As with Lincoln, Roosevelt recognized the necessity and inevitability of war, as well as the need to lie in order to achieve what he perceived to be the greater good, the defeat of worldwide fascism. The former congresswoman Clare Booth Luce put it succinctly: “Franklin Roosevelt repeatedly deceived the American people during the period before Pearl Harbor … He was like the physician who must tell the patient lies for the patient’s own good … The country was overwhelmingly noninterventionist to the very day of Pearl Harbor, and an overt attempt to lead the people into war would have resulted in certain failure and an almost certain ousting of Roosevelt in 1940, with a complete defeat of his ultimate aims.”

7 Richard Nixon

We’ll just make a list:

Alger Hiss.

Checkers the dog.

“You don’t have Nixon to kick around anymore, because, gentlemen, this is my last press conference.”

Secret plan to end the Vietnam war.

Cambodia.

Salvador Allende.

Watergate.

“I am not a crook.”

“I have never been a quitter.”

This is too easy.

Lying Runners-Up

Dwight D. Eisenhower: Ike denied that U2 spy planes were flying over the Soviet Union.

The truth: U2 planes were spying on the Soviet Union. One was shot down, provoking an international incident.

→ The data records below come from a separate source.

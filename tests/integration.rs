use std::fs;
use std::path::{Path, PathBuf};
use std::process::Command;
use tempfile::TempDir;

const CORPUS: &str = "\
# Full information about Amazon Share the Love products
Total items: 4

Id:   0
ASIN: 0771044445
  discontinued product

Id:   1
ASIN: 0827229534
  title: Patterns of Preaching: A Sermon Sampler
  group: Book
  salesrank: 396585
  similar: 5  0804215715  156101074X  0687023955  0687074231  082721619X
  categories: 2
   |Books[283155]|Subjects[1000]|Religion & Spirituality[22]|Christianity[12290]|Clergy[12360]|Preaching[12368]
   |Books[283155]|Subjects[1000]|Religion & Spirituality[22]|Christianity[12290]|Clergy[12360]|Sermons[12370]
  reviews: total: 2  downloaded: 2  avg rating: 5
    2000-7-28  cutomer: A2JW67OY8U6HHK  rating: 5  votes:  10  helpful:   9
    2003-12-14  cutomer: A2VE83MZF98ITY  rating: 5  votes:   6  helpful:   5

Id:   2
ASIN: 0738700797
  title: Candlemas: Feast of Flames
  group: Book
  salesrank: 168596
  similar: 5  0738700827  1567184960  1567182836  0738700525  0738700940
  categories: 2
   |Books[283155]|Subjects[1000]|Religion & Spirituality[22]|Earth-Based Religions[12472]|Wicca[12484]
   |Books[283155]|Subjects[1000]|Religion & Spirituality[22]|Earth-Based Religions[12472]|Witchcraft[12486]
  reviews: total: 12  downloaded: 12  avg rating: 4.5
    2001-12-16  cutomer: A11NCO6YTE4BTJ  rating: 5  votes:   5  helpful:   4
    2002-1-7  cutomer:  A9CQ3PLRNIR83  rating: 4  votes:   5  helpful:   5
    2002-13-45  cutomer:  BADDATE  rating: 4  votes:   5  helpful:   5

Id:   3
ASIN: 0804215715
  title: A Sermon Sampler
  group: Book
  salesrank: -3
  similar: 1  0827229534
  categories: 0
  reviews: total: 0  downloaded: 0  avg rating: 0
";

fn binary() -> PathBuf {
    PathBuf::from(env!("CARGO_BIN_EXE_catalog-ingest"))
}

fn setup_test_env() -> (TempDir, PathBuf, PathBuf) {
    let tmp = TempDir::new().unwrap();
    let root = tmp.path().to_path_buf();

    let config_dir = root.join("config");
    fs::create_dir_all(&config_dir).unwrap();

    let config_content = format!(
        r#"[db]
path = "{}/data/catalog.sqlite"

[ingest]
batch_size = 3
workers = 2
partitions = 3
"#,
        root.display()
    );
    let config_path = config_dir.join("catalog.toml");
    fs::write(&config_path, config_content).unwrap();

    let corpus_path = root.join("amazon-meta.txt");
    fs::write(&corpus_path, CORPUS).unwrap();

    (tmp, config_path, corpus_path)
}

fn run(config_path: &Path, args: &[&str]) -> (String, String, bool) {
    let binary = binary();
    let output = Command::new(&binary)
        .arg("--config")
        .arg(config_path.to_str().unwrap())
        .args(args)
        .env_remove("RUST_LOG")
        .output()
        .unwrap_or_else(|e| panic!("Failed to run binary at {:?}: {}", binary, e));

    let stdout = String::from_utf8_lossy(&output.stdout).to_string();
    let stderr = String::from_utf8_lossy(&output.stderr).to_string();
    (stdout, stderr, output.status.success())
}

fn load(config_path: &Path, corpus_path: &Path, extra: &[&str]) -> String {
    let mut args = vec!["load", corpus_path.to_str().unwrap(), "--progress", "off"];
    args.extend_from_slice(extra);
    let (stdout, stderr, success) = run(config_path, &args);
    assert!(success, "load failed: stdout={}, stderr={}", stdout, stderr);
    stdout
}

/// Second column of the stats row whose first column is `name`.
fn stat(stdout: &str, name: &str) -> i64 {
    stdout
        .lines()
        .find_map(|line| {
            let mut cols = line.split_whitespace();
            if cols.next() == Some(name) {
                cols.next().and_then(|n| n.parse().ok())
            } else {
                None
            }
        })
        .unwrap_or_else(|| panic!("no '{}' row in stats output:\n{}", name, stdout))
}

#[test]
fn test_init_creates_database() {
    let (tmp, config_path, _) = setup_test_env();

    let (stdout, stderr, success) = run(&config_path, &["init"]);
    assert!(success, "init failed: stdout={}, stderr={}", stdout, stderr);
    assert!(stdout.contains("initialized"));
    assert!(tmp.path().join("data/catalog.sqlite").exists());
}

#[test]
fn test_init_idempotent() {
    let (_tmp, config_path, _) = setup_test_env();

    let (_, _, success1) = run(&config_path, &["init"]);
    assert!(success1, "First init failed");

    let (_, _, success2) = run(&config_path, &["init"]);
    assert!(success2, "Second init failed (not idempotent)");
}

#[test]
fn test_load_sample_corpus() {
    let (_tmp, config_path, corpus_path) = setup_test_env();

    run(&config_path, &["init"]);
    let stdout = load(&config_path, &corpus_path, &[]);
    assert!(stdout.contains("records: 4"), "{}", stdout);
    assert!(stdout.contains("incomplete records: 1"), "{}", stdout);
    assert!(stdout.contains("products upserted: 3"), "{}", stdout);
    assert!(stdout.contains("ok"));

    let (stats, _, success) = run(&config_path, &["stats"]);
    assert!(success);
    // 3 defined + 9 distinct similar targets not defined in the corpus
    assert_eq!(stat(&stats, "products"), 12);
    assert_eq!(stat(&stats, "placeholders"), 9);
    assert_eq!(stat(&stats, "categories"), 10);
    assert_eq!(stat(&stats, "product_categories"), 13);
    assert_eq!(stat(&stats, "similar_products"), 11);
    assert_eq!(stat(&stats, "reviews"), 4);
}

#[test]
fn test_load_without_init_creates_schema() {
    let (_tmp, config_path, corpus_path) = setup_test_env();

    let stdout = load(&config_path, &corpus_path, &[]);
    assert!(stdout.contains("ok"));
}

#[test]
fn test_reload_is_idempotent() {
    let (_tmp, config_path, corpus_path) = setup_test_env();

    load(&config_path, &corpus_path, &[]);
    let (first, _, _) = run(&config_path, &["stats"]);

    load(&config_path, &corpus_path, &["--partitions", "1", "--workers", "1"]);
    let (second, _, _) = run(&config_path, &["stats"]);

    for table in [
        "products",
        "placeholders",
        "categories",
        "product_categories",
        "similar_products",
        "reviews",
    ] {
        assert_eq!(stat(&first, table), stat(&second, table), "{}", table);
    }
}

#[test]
fn test_load_dry_run_writes_nothing() {
    let (tmp, config_path, corpus_path) = setup_test_env();

    let stdout = load(&config_path, &corpus_path, &["--dry-run"]);
    assert!(stdout.contains("dry-run"));
    assert!(stdout.contains("partitions: 3"), "{}", stdout);
    assert!(stdout.contains("records: 4"), "{}", stdout);
    assert!(stdout.contains("complete products: 3"), "{}", stdout);
    assert!(!tmp.path().join("data/catalog.sqlite").exists());
}

#[test]
fn test_load_missing_file_errors() {
    let (tmp, config_path, _) = setup_test_env();

    let missing = tmp.path().join("nope.txt");
    let (_, stderr, success) = run(
        &config_path,
        &["load", missing.to_str().unwrap(), "--progress", "off"],
    );
    assert!(!success);
    assert!(stderr.contains("Failed to open corpus"), "{}", stderr);
}

#[test]
fn test_load_rejects_unknown_progress_mode() {
    let (_tmp, config_path, corpus_path) = setup_test_env();

    let (_, stderr, success) = run(
        &config_path,
        &["load", corpus_path.to_str().unwrap(), "--progress", "loud"],
    );
    assert!(!success);
    assert!(stderr.contains("Unknown progress mode"));
}

#[test]
fn test_json_progress_lines() {
    let (_tmp, config_path, corpus_path) = setup_test_env();

    let (_, stderr, success) = run(
        &config_path,
        &["load", corpus_path.to_str().unwrap(), "--progress", "json"],
    );
    assert!(success, "{}", stderr);
    let events: Vec<serde_json::Value> = stderr
        .lines()
        .filter_map(|l| serde_json::from_str(l).ok())
        .collect();
    let finished = events
        .iter()
        .filter(|e| e["event"] == "phase_finished")
        .count();
    assert_eq!(finished, 2);
    assert!(events
        .iter()
        .any(|e| e["event"] == "task_finished" && e["task"] == "similarity"));
}

#[test]
fn test_invalid_config_errors() {
    let (_tmp, config_path, _) = setup_test_env();
    fs::write(&config_path, "[db]\npath = \"x.sqlite\"\n[ingest]\nbatch_size = 0\n").unwrap();

    let (_, stderr, success) = run(&config_path, &["stats"]);
    assert!(!success);
    assert!(stderr.contains("batch_size"));
}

Bill Clinton: “I did not have sexual relations with that woman, Miss Lewinsky.”

The truth: “I did have a relationship with Miss Lewinsky that was not appropriate. In fact, it was wrong. I misled people, including even my wife.”

William McKinley: McKinley assured Congress that Spain blew up the U.S.S. Maine in Cuba, prompting the Spanish-American War.

The truth: An investigation in 1976 pointed toward a fire on the ship that blew up the Maine’s ammunition stock as the probable cause of the explosion.

George H.W. Bush: “Read my lips. No new taxes.”

The truth: New taxes.

George W. Bush: “Intelligence gathered by this and other governments leaves no doubt that the Iraq regime continues to possess and conceal some of the most lethal weapons ever devised.”

The truth: Merriam-Webster: “Quagmire: a situation that is hard to deal with or get out of: a situation that is full of problems.”